▶ Problem description
Only one portion of the data is to be written out: from the line bearing "has no control." through the line bearing "pub struct ReviewSession<A>". Write it exactly as it appears.

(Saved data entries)

● ● ● ● ●

use std::sync::Mutex;
use std::time::Duration;

use tokio::time::Instant;
use tracing::{debug, info};

use crate::api::TranslationApi;
use crate::bulk::{BulkCoordinator, BulkDialog, BulkOutcome};
use crate::config::Config;
use crate::context::ViewContext;
use crate::error::ApiError;
use crate::executor::{ForwardChange, ForwardOutcome, InverseOutcome, ReversibleExecutor};
use crate::filters::{FilterKey, FilterState, TranslationFilters};
use crate::history::{UndoAction, UndoId};
use crate::lock;
use crate::models::{BulkAction, EditFields, Language, Translation, TranslationId};
use crate::notify::{Notification, NotificationId, NotificationOptions, RetryAction};
use crate::retry::RetryConfig;
use crate::selection::HeaderState;

/// What activating a notification's control did.
#[derive(Debug, Clone)]
pub enum Activation {
    /// The notification is gone or has no control.
    Nothing,
    Undone(InverseOutcome),
    Retried(ForwardOutcome),
    BulkReopened(BulkAction),
    Reloaded(bool),
}

#[derive(Debug, Clone, Copy)]
struct Paging {
    page: u32,
    limit: u32,
}

pub struct ReviewSession<A> {
    ctx: ViewContext<A>,
    bulk: BulkCoordinator,
    filters: Mutex<FilterState>,
    paging: Mutex<Paging>,
    recent_window: Duration,
}

impl<A: TranslationApi> ReviewSession<A> {
    pub fn new(api: A, config: &Config) -> Self {
        let filters = FilterState::new(config.filter_debounce);
        let query = filters.applied().to_query(0, config.page_size);
        Self {
            ctx: ViewContext::new(api, config, query),
            bulk: BulkCoordinator::default(),
            filters: Mutex::new(filters),
            paging: Mutex::new(Paging {
                page: 0,
                limit: config.page_size,
            }),
            recent_window: config.recent_change_window,
        }
    }

    pub fn with_refetch_retry(mut self, retry: RetryConfig) -> Self {
        self.ctx = self.ctx.with_refetch_retry(retry);
        self
    }

    fn executor(&self) -> ReversibleExecutor<'_, A> {
        ReversibleExecutor::new(&self.ctx)
    }

    // ==================== View ====================

    /// Load the current page.
    pub async fn load(&self) -> bool {
        self.ctx.refetch().await
    }

    pub fn rows(&self) -> Vec<Translation> {
        lock(&self.ctx.view).rows().to_vec()
    }

    pub fn find(&self, id: TranslationId) -> Option<Translation> {
        lock(&self.ctx.view).find(id).cloned()
    }

    pub fn total(&self) -> u64 {
        lock(&self.ctx.view).total()
    }

    pub fn page(&self) -> u32 {
        lock(&self.paging).page
    }

    pub fn rows_per_page(&self) -> u32 {
        lock(&self.paging).limit
    }

    pub async fn set_page(&self, page: u32) -> bool {
        lock(&self.paging).page = page;
        self.requery().await
    }

    /// Changing the page size starts over at the first page.
    pub async fn set_rows_per_page(&self, limit: u32) -> bool {
        {
            let mut paging = lock(&self.paging);
            paging.limit = limit.max(1);
            paging.page = 0;
        }
        self.requery().await
    }

    async fn requery(&self) -> bool {
        let query = {
            let paging = *lock(&self.paging);
            lock(&self.filters)
                .applied()
                .to_query(paging.page, paging.limit)
        };
        lock(&self.ctx.view).set_query(query);
        self.ctx.refetch().await
    }

    pub async fn languages(&self) -> Result<Vec<Language>, ApiError> {
        self.ctx.api.list_languages().await.map_err(|e| {
            self.ctx.notify(
                NotificationOptions::error("Failed to Load Languages").detail(e.detail()),
            );
            e
        })
    }

    // ==================== Single Actions ====================

    pub async fn approve(&self, id: TranslationId) -> ForwardOutcome {
        self.act(id, ForwardChange::Approve).await
    }

    pub async fn reject(&self, id: TranslationId) -> ForwardOutcome {
        self.act(id, ForwardChange::Reject).await
    }

    pub async fn edit(&self, id: TranslationId, source_text: &str, target_text: &str) -> ForwardOutcome {
        let Some(subject) = self.find(id) else {
            return self.missing_row(id);
        };
        let fields = EditFields::from_translation(&subject).with_texts(source_text, target_text);
        self.executor()
            .apply_forward(&subject, ForwardChange::Edit(fields))
            .await
    }

    async fn act(&self, id: TranslationId, change: ForwardChange) -> ForwardOutcome {
        let Some(subject) = self.find(id) else {
            return self.missing_row(id);
        };
        if lock(&self.ctx.history).is_recently_modified(id, self.recent_window) {
            self.ctx.notify(
                NotificationOptions::warning("Recently Modified")
                    .detail(format!("Translation #{} was changed a moment ago.", id)),
            );
        }
        self.executor().apply_forward(&subject, change).await
    }

    fn missing_row(&self, id: TranslationId) -> ForwardOutcome {
        let e = ApiError::new(Some(404), format!("Translation #{} is not on this page", id));
        self.ctx
            .notify(NotificationOptions::error("Translation Not Found").detail(e.detail()));
        ForwardOutcome::Failed(e)
    }

    pub async fn undo(&self, id: UndoId) -> InverseOutcome {
        self.executor().apply_inverse(id).await
    }

    pub async fn undo_last(&self) -> InverseOutcome {
        self.executor().undo_last().await
    }

    pub fn history(&self) -> Vec<UndoAction> {
        lock(&self.ctx.history).entries()
    }

    pub fn can_undo(&self) -> bool {
        lock(&self.ctx.history).can_undo()
    }

    // ==================== Notifications ====================

    pub fn notifications(&self) -> Vec<Notification> {
        lock(&self.ctx.notifications).active().to_vec()
    }

    pub fn dismiss(&self, id: NotificationId) -> bool {
        lock(&self.ctx.notifications).remove(id)
    }

    /// Run the undo or retry control of a notification. The notification
    /// is removed before anything is sent, so a control fires at most once.
    pub async fn activate(&self, id: NotificationId) -> Activation {
        let (undo, retry) = {
            let mut center = lock(&self.ctx.notifications);
            match center.take_undo(id) {
                Some(undo) => (Some(undo), None),
                None => (None, center.take_retry(id)),
            }
        };

        if let Some(undo) = undo {
            return Activation::Undone(self.undo(undo).await);
        }
        match retry {
            Some(RetryAction::Forward { subject, change }) => {
                info!("Retrying {} of translation #{}", change.kind(), subject.id);
                Activation::Retried(self.executor().apply_forward(&subject, change).await)
            }
            Some(RetryAction::Bulk(action)) => {
                self.bulk.open(action);
                Activation::BulkReopened(action)
            }
            Some(RetryAction::Refetch) => Activation::Reloaded(self.ctx.refetch().await),
            None => {
                debug!("Notification {} has no control to activate", id);
                Activation::Nothing
            }
        }
    }

    // ==================== Selection / Bulk ====================

    pub fn select_row(&self, id: TranslationId, checked: bool) {
        lock(&self.ctx.selection).select_row(id, checked);
    }

    pub fn select_all(&self, checked: bool) {
        let visible = lock(&self.ctx.view).visible_ids();
        lock(&self.ctx.selection).select_all(checked, &visible);
    }

    pub fn clear_selection(&self) {
        lock(&self.ctx.selection).clear();
    }

    pub fn selected_ids(&self) -> Vec<TranslationId> {
        lock(&self.ctx.selection).ids()
    }

    pub fn header_state(&self) -> HeaderState {
        let visible = lock(&self.ctx.view).visible_ids();
        lock(&self.ctx.selection).header_state(&visible)
    }

    pub fn bulk_state(&self) -> BulkDialog {
        self.bulk.state()
    }

    pub fn handle_bulk_approve(&self) -> bool {
        self.bulk.handle_bulk_approve()
    }

    pub fn handle_bulk_reject(&self) -> bool {
        self.bulk.handle_bulk_reject()
    }

    pub fn handle_bulk_dialog_close(&self) -> bool {
        self.bulk.handle_bulk_dialog_close()
    }

    pub async fn handle_bulk_confirm(&self) -> BulkOutcome {
        self.bulk.handle_bulk_confirm(&self.ctx).await
    }

    // ==================== Filters ====================

    pub fn draft_filters(&self) -> TranslationFilters {
        lock(&self.filters).draft().clone()
    }

    pub fn applied_filters(&self) -> TranslationFilters {
        lock(&self.filters).applied().clone()
    }

    /// Edit a filter; takes effect on a later [`tick`](Self::tick).
    pub fn set_filter(&self, key: FilterKey, value: &str) -> Result<(), ApiError> {
        lock(&self.filters).set(key, value)
    }

    pub async fn remove_filter(&self, key: FilterKey) -> bool {
        let changed = lock(&self.filters).remove(key);
        if changed {
            self.apply_filters().await;
        }
        changed
    }

    pub async fn clear_filters(&self) -> bool {
        let changed = lock(&self.filters).clear_all();
        if changed {
            self.apply_filters().await;
        }
        changed
    }

    async fn apply_filters(&self) {
        let applied = self.applied_filters();
        info!("Applying filters: {:?}", applied.active());
        if lock(&self.ctx.selection).on_filters_changed(&applied) {
            debug!("Selection cleared by filter change");
        }
        lock(&self.paging).page = 0;
        self.requery().await;
    }

    // ==================== Timers ====================

    /// Earliest instant at which [`tick`](Self::tick) has work to do.
    pub fn next_deadline(&self) -> Option<Instant> {
        let notify = lock(&self.ctx.notifications).next_deadline();
        let filters = lock(&self.filters).next_deadline();
        match (notify, filters) {
            (Some(a), Some(b)) => Some(a.min(b)),
            (a, b) => a.or(b),
        }
    }

    /// Expire notifications and apply debounced filters due by `now`.
    pub async fn tick(&self, now: Instant) {
        lock(&self.ctx.notifications).expire(now);
        let changed = lock(&self.filters).poll(now);
        if changed {
            self.apply_filters().await;
        }
    }

    /// Tear the view down; completions that arrive later are dropped.
    pub fn teardown(&self) {
        info!("Tearing down review session");
        self.ctx.shut_down();
        self.bulk.handle_bulk_dialog_close();
        lock(&self.filters).clear_all();
    }
}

● ● ● ● ●

▶ Answer to the exercise
    /// The notification is gone or has no control.
    Nothing,
    Undone(InverseOutcome),
    Retried(ForwardOutcome),
    BulkReopened(BulkAction),
    Reloaded(bool),
}

#[derive(Debug, Clone, Copy)]
struct Paging {
    page: u32,
    limit: u32,
}

pub struct ReviewSession<A> {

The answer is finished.